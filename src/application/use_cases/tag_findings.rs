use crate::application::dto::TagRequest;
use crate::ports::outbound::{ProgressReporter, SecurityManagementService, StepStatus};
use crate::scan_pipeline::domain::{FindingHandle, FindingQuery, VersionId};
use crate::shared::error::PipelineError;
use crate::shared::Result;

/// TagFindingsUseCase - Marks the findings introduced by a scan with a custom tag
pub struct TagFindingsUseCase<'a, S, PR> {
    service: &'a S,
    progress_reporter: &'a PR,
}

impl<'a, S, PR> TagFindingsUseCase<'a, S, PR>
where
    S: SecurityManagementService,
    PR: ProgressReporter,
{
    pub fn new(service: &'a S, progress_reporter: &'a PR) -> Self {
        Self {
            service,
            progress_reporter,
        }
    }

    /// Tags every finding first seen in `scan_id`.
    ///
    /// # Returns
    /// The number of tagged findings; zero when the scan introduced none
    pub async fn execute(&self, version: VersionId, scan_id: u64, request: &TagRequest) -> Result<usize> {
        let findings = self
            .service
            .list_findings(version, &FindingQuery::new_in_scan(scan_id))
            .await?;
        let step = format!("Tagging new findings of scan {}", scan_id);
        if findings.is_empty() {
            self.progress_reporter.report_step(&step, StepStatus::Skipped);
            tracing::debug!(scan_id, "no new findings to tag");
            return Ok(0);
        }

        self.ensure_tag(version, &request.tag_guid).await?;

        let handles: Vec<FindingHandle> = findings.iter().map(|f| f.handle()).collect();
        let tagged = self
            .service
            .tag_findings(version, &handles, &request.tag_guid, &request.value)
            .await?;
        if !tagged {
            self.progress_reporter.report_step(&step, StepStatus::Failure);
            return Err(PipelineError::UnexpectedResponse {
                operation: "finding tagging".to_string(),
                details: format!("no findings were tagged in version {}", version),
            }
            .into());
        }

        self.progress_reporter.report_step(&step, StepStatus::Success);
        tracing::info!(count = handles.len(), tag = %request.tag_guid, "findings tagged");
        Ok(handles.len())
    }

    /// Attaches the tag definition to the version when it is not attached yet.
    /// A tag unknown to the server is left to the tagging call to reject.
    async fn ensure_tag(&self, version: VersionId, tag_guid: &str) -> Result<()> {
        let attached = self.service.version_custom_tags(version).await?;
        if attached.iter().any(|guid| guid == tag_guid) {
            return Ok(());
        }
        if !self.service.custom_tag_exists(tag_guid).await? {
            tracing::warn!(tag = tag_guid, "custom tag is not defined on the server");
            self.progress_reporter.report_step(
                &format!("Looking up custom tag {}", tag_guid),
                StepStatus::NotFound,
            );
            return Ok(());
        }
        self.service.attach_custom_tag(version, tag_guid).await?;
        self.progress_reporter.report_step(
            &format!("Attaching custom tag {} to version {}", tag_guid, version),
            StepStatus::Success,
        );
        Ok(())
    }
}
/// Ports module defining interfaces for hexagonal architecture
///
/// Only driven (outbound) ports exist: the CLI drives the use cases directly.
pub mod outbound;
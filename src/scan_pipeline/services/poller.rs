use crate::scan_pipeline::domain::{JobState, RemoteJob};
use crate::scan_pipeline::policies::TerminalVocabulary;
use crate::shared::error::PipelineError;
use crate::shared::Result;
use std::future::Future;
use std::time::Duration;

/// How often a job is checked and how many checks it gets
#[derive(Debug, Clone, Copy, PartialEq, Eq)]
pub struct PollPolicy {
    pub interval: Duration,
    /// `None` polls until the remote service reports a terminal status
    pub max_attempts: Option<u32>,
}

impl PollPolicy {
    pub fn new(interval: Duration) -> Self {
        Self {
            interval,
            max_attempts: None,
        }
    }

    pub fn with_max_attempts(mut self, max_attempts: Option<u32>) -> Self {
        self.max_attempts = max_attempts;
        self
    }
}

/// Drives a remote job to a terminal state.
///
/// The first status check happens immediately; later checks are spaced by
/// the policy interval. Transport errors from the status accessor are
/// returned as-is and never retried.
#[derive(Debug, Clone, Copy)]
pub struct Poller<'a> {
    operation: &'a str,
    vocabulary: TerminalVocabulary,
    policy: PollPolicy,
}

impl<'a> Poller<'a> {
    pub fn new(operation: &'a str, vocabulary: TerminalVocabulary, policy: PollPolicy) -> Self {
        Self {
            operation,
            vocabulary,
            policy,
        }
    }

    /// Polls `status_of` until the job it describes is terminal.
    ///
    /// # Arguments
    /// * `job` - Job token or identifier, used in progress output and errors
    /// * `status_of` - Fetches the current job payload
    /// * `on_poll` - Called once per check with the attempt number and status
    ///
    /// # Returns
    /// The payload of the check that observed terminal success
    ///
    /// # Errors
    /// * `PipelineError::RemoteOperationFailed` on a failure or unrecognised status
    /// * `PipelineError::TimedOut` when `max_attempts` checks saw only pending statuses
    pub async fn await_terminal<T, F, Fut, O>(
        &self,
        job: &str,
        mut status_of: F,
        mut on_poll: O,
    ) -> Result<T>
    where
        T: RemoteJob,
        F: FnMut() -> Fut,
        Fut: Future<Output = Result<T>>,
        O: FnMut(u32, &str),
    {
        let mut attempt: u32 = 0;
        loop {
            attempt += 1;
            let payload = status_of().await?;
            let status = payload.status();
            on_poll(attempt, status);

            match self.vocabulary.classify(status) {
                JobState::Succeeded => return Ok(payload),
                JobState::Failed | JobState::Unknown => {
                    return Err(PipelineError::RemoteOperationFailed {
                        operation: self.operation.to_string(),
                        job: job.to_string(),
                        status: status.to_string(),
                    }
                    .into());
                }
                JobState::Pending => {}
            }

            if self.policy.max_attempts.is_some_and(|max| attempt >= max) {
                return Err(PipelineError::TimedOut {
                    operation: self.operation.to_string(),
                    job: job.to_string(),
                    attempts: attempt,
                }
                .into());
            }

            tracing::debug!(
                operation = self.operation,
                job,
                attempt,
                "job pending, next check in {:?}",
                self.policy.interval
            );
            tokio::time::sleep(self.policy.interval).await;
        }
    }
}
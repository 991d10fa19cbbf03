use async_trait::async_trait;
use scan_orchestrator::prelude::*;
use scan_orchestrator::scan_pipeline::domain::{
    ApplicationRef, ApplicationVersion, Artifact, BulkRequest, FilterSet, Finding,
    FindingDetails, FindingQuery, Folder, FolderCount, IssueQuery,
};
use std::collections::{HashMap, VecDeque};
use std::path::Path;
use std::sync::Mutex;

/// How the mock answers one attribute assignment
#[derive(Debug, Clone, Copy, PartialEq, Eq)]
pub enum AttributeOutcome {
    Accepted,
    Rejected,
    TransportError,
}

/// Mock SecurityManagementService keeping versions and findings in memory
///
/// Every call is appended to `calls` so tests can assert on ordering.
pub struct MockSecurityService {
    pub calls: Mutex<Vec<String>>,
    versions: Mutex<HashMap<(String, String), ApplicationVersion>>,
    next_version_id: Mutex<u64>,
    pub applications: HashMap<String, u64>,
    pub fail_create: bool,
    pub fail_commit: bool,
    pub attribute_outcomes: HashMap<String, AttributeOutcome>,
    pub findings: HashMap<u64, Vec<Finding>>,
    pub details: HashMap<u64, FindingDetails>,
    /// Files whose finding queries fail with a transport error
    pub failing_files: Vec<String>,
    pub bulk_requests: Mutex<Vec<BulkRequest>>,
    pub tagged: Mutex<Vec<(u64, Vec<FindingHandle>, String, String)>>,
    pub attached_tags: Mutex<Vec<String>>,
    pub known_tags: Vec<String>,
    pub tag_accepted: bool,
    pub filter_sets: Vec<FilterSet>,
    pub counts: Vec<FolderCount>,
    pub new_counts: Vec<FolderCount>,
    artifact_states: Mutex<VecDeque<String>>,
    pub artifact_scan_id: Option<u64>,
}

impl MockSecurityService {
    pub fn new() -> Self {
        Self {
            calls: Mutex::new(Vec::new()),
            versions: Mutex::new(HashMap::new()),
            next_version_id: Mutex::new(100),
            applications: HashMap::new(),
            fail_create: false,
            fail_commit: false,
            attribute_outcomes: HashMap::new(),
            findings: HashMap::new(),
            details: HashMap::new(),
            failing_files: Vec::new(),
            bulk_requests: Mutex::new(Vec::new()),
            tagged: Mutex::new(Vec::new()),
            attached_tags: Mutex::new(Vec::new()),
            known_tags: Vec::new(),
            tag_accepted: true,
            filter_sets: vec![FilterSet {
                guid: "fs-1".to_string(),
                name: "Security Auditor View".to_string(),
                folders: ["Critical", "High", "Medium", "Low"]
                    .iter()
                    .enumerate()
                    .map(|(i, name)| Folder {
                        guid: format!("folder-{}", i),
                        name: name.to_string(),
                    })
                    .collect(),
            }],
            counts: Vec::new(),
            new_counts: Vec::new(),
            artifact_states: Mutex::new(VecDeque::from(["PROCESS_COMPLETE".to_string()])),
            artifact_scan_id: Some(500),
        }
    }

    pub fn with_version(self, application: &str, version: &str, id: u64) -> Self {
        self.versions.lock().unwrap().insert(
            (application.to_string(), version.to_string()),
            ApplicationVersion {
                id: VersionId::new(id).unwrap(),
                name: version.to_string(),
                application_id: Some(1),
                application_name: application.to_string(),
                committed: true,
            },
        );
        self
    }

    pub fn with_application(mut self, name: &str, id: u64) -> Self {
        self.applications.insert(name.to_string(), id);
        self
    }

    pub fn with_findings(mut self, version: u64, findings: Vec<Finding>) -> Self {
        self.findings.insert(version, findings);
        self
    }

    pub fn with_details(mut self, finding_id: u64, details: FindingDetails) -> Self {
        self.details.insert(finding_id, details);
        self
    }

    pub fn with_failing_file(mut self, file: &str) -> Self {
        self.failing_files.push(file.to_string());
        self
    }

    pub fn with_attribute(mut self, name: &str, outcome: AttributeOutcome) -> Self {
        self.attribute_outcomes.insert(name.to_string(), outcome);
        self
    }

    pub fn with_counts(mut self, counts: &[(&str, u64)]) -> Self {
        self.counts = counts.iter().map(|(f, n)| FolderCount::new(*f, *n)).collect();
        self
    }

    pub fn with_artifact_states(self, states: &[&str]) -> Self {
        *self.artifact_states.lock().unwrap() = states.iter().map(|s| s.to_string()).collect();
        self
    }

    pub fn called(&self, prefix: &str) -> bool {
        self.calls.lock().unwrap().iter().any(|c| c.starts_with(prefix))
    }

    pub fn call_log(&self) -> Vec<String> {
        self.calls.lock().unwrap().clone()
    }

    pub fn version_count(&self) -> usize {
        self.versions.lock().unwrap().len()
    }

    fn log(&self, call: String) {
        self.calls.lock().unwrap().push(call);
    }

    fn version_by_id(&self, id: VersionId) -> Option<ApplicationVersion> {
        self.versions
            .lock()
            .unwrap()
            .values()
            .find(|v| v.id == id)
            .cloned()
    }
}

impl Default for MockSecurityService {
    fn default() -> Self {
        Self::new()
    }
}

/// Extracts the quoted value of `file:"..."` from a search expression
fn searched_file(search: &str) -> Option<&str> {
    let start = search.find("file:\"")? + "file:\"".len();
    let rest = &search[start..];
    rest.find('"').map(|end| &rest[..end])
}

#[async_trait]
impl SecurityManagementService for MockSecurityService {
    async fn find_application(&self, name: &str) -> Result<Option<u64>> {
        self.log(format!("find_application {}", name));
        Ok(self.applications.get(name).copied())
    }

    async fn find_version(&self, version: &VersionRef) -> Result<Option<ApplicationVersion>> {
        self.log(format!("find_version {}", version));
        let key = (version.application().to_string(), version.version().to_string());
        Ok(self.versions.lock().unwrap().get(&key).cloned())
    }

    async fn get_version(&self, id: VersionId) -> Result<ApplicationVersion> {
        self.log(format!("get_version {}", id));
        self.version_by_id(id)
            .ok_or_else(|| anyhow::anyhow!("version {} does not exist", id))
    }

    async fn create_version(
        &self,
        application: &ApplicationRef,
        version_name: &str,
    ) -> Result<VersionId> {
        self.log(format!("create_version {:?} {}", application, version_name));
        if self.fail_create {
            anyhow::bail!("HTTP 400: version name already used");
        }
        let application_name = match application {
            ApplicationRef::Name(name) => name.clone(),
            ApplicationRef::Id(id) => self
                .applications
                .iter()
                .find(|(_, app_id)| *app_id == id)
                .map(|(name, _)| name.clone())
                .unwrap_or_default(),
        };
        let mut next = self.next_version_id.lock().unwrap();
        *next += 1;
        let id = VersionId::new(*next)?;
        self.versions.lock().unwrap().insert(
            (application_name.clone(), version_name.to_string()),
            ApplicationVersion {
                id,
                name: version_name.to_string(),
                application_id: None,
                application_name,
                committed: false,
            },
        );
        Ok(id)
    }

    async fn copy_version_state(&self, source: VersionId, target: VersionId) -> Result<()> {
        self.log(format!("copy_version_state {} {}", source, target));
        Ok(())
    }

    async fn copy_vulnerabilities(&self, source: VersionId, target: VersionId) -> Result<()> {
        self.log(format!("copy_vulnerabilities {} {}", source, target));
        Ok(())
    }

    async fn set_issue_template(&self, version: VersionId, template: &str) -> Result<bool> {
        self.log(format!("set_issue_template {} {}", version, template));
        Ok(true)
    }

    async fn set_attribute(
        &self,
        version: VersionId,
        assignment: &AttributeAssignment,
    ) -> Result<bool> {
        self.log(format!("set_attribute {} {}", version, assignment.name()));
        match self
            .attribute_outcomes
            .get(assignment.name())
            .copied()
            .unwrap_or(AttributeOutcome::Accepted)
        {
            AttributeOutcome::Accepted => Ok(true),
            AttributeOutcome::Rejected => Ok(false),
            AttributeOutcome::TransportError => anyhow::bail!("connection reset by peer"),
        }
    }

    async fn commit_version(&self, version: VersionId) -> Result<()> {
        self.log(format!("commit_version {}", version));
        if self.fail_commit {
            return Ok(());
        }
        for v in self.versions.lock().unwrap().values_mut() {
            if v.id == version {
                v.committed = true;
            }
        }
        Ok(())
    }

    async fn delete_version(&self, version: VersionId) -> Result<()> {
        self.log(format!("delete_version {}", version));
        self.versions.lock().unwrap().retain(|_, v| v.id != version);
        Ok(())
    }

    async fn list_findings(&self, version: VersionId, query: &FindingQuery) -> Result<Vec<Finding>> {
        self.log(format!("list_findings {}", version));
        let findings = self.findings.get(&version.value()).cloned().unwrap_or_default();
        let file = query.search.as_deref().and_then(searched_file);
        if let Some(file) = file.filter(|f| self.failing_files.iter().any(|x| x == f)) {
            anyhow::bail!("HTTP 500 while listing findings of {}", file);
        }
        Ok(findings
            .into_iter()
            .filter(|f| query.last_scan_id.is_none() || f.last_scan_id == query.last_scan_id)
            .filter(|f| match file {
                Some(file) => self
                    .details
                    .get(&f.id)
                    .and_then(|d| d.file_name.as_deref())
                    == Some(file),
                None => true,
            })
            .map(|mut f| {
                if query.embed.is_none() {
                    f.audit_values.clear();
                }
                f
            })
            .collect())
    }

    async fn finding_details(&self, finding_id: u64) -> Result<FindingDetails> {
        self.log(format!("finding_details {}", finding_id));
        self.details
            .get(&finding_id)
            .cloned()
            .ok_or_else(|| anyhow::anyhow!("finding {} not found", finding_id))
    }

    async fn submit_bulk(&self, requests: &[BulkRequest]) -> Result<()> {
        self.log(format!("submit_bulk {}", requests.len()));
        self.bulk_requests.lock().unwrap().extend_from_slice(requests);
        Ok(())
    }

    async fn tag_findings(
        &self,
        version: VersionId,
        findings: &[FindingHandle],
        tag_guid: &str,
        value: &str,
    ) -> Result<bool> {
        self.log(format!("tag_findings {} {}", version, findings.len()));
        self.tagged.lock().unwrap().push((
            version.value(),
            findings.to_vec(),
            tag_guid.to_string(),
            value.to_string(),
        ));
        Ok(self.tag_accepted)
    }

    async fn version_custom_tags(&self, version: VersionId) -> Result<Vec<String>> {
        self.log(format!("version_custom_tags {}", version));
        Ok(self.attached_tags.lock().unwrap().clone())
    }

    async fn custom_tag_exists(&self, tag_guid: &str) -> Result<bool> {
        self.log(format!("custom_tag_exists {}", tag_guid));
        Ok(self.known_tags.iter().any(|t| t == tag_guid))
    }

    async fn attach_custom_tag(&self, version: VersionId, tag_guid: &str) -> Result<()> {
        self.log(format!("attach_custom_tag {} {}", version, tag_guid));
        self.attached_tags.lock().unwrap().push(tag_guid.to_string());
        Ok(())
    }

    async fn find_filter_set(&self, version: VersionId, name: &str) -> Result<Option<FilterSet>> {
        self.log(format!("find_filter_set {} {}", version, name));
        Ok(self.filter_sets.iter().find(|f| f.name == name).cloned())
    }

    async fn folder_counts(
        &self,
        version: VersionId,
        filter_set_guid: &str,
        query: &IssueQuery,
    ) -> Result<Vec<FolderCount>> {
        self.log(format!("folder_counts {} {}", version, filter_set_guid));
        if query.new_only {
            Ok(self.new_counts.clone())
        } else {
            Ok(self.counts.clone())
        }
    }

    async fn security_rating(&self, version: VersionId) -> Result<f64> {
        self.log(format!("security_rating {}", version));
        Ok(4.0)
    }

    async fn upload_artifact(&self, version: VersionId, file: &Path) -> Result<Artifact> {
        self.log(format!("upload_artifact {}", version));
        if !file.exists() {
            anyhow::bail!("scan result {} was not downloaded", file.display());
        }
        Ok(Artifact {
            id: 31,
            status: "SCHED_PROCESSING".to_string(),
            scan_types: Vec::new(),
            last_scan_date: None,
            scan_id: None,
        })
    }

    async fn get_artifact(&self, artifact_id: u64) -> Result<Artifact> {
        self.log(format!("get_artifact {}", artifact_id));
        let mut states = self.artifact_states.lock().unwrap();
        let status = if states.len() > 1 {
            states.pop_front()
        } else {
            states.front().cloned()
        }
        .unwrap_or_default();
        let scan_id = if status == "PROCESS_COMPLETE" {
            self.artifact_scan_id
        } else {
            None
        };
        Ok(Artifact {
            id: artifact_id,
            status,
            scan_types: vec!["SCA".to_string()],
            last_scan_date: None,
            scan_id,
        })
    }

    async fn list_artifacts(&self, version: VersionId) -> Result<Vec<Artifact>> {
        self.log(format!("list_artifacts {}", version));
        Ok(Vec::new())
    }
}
- - - - -
◆ REQUIRED ACTION:
Go through the listing above and report how many of its lines contain the word "interval", with only the number as output.

◆ RESULT:
6